_WORK REQUIRED_. Beneath this instruction is a listing. Transcribe from it only the stretch from the line with "is currently active." through the line with "#[derive(Component, Clone, Debug, Default)]", both end lines included, exactly as written.
━━━━━ RECORD EXTRACTS ━━━━━
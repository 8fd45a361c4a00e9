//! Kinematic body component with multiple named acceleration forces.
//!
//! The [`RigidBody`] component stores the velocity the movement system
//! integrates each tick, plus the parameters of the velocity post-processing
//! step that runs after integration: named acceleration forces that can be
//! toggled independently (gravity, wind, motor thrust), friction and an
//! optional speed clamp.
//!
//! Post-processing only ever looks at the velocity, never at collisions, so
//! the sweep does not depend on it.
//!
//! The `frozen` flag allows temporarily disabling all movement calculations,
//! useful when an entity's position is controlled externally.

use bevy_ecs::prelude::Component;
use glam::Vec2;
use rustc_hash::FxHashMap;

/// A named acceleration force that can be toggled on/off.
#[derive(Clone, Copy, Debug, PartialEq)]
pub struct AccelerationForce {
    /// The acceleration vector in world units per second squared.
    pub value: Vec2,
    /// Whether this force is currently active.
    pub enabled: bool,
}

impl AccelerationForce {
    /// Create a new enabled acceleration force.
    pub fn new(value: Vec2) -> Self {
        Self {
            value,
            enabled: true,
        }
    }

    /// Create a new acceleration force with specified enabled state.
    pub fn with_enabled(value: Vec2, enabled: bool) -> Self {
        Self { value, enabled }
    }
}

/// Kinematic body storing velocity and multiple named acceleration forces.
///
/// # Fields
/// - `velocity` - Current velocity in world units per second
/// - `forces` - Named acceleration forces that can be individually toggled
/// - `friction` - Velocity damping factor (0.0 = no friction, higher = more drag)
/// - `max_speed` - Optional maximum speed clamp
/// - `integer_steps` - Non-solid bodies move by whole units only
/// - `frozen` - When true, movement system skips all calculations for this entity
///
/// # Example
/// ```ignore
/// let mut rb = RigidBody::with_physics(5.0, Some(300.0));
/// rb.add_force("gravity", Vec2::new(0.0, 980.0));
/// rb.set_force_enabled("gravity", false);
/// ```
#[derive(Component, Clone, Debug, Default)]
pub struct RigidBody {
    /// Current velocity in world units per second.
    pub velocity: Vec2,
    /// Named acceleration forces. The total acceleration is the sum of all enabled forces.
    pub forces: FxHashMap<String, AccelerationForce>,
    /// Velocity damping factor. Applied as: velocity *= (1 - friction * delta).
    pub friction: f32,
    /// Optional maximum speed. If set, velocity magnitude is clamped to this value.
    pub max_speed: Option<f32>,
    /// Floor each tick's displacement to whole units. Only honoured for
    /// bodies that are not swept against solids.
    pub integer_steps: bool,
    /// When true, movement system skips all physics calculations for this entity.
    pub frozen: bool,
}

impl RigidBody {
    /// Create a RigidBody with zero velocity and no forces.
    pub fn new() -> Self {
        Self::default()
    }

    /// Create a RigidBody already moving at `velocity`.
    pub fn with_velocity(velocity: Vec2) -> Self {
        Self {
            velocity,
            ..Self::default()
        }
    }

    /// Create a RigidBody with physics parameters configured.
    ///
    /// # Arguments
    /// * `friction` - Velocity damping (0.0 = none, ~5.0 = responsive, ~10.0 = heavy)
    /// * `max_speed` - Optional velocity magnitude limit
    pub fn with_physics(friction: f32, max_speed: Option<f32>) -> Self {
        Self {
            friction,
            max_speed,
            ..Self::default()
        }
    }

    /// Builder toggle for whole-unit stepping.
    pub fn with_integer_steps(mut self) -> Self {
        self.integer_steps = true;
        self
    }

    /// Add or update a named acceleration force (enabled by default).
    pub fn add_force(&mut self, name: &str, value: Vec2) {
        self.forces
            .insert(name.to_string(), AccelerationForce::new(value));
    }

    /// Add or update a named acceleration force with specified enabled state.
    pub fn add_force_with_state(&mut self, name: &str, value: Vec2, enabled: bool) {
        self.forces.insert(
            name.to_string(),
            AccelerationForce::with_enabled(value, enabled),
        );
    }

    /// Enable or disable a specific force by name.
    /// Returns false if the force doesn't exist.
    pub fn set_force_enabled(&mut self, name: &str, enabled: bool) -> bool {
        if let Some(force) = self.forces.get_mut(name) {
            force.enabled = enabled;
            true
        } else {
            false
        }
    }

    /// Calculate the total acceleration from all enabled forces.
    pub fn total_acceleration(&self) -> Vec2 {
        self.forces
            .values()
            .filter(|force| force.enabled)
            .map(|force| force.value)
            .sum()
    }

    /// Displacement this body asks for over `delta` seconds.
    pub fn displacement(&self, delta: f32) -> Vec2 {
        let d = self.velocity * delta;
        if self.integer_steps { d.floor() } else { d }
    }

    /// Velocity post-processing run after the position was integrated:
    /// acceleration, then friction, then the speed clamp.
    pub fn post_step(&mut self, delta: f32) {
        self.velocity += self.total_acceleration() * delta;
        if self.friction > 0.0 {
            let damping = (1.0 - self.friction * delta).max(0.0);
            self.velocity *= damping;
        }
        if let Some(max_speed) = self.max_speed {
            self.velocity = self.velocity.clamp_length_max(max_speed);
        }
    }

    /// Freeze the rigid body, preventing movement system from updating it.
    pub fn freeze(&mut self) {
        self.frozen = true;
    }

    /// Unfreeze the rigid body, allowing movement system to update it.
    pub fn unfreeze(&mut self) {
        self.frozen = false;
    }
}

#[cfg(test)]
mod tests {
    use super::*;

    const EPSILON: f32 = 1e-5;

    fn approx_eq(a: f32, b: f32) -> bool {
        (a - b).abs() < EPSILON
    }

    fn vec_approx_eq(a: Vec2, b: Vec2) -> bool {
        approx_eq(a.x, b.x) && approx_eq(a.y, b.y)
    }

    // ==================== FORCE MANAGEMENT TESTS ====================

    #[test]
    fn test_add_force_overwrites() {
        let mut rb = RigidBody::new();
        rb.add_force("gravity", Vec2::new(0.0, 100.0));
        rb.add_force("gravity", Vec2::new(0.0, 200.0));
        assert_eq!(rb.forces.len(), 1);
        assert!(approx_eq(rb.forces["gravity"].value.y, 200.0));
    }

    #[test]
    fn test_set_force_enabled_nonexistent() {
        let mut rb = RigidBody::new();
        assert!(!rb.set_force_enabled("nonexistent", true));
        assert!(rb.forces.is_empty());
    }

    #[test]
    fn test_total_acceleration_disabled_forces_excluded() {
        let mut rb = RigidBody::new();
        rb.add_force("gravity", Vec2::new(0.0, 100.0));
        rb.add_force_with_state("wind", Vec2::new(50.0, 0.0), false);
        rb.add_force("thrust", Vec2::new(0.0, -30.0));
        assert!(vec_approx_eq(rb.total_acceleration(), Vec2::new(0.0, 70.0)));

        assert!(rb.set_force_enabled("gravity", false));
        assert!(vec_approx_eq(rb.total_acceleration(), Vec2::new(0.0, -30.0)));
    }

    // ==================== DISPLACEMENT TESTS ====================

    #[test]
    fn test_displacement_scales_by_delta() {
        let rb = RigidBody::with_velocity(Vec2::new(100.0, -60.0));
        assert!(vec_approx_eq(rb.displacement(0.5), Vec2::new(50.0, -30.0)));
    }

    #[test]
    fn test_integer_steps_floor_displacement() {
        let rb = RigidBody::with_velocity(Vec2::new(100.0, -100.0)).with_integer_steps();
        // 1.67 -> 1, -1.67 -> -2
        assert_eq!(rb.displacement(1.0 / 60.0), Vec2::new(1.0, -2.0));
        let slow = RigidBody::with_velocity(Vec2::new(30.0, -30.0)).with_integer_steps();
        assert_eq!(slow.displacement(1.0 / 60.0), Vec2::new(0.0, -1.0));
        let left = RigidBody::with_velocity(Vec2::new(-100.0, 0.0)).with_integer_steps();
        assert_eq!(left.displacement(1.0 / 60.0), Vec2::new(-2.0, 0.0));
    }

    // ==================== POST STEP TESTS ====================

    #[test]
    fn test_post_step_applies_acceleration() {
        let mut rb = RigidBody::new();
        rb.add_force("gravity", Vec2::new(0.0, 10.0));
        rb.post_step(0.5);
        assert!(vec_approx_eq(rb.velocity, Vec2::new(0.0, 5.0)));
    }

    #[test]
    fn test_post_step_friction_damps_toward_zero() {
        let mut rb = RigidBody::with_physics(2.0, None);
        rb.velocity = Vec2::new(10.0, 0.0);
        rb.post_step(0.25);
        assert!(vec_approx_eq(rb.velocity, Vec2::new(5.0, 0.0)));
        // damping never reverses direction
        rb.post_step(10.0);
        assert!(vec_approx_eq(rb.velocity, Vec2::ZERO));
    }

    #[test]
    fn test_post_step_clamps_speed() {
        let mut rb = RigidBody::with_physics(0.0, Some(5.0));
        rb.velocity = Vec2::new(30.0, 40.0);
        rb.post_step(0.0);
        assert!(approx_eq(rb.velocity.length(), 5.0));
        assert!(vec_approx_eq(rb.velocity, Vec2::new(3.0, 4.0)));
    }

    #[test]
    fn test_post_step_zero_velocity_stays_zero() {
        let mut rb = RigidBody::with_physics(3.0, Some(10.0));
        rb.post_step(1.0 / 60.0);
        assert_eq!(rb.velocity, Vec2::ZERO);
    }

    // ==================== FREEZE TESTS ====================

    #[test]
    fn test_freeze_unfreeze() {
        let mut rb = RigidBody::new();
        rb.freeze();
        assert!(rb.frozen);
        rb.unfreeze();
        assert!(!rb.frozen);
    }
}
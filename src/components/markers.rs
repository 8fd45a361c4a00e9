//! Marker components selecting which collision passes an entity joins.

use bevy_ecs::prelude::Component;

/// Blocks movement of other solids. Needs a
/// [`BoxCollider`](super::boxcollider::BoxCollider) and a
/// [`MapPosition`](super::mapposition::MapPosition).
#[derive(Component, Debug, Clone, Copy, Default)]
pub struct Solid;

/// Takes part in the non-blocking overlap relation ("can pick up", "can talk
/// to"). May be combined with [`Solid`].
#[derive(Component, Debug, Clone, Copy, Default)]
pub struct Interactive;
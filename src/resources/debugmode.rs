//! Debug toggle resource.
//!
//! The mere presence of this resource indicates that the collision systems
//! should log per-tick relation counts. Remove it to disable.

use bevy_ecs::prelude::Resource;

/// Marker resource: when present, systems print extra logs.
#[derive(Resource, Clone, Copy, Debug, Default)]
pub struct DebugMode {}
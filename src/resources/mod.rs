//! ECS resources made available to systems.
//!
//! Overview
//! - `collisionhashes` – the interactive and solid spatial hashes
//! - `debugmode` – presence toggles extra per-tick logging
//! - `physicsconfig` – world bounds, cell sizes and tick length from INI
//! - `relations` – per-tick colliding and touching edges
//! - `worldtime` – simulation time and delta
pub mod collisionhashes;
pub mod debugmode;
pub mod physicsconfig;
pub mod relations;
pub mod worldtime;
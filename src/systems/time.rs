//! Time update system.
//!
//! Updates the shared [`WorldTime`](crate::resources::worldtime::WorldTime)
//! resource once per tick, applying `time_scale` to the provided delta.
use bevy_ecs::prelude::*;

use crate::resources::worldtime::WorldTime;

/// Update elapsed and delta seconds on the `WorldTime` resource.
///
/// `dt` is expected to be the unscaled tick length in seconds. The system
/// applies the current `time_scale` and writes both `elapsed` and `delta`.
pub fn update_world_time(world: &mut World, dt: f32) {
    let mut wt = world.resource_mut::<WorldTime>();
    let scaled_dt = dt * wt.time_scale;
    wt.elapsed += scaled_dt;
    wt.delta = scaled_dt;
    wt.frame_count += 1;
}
━━━━━
_ANSWER TO THIS TASK_.
    /// Whether this force is currently active.
    pub enabled: bool,
}

impl AccelerationForce {
    /// Create a new enabled acceleration force.
    pub fn new(value: Vec2) -> Self {
        Self {
            value,
            enabled: true,
        }
    }

    /// Create a new acceleration force with specified enabled state.
    pub fn with_enabled(value: Vec2, enabled: bool) -> Self {
        Self { value, enabled }
    }
}

/// Kinematic body storing velocity and multiple named acceleration forces.
///
/// # Fields
/// - `velocity` - Current velocity in world units per second
/// - `forces` - Named acceleration forces that can be individually toggled
/// - `friction` - Velocity damping factor (0.0 = no friction, higher = more drag)
/// - `max_speed` - Optional maximum speed clamp
/// - `integer_steps` - Non-solid bodies move by whole units only
/// - `frozen` - When true, movement system skips all calculations for this entity
///
/// # Example
/// ```ignore
/// let mut rb = RigidBody::with_physics(5.0, Some(300.0));
/// rb.add_force("gravity", Vec2::new(0.0, 980.0));
/// rb.set_force_enabled("gravity", false);
/// ```
#[derive(Component, Clone, Debug, Default)]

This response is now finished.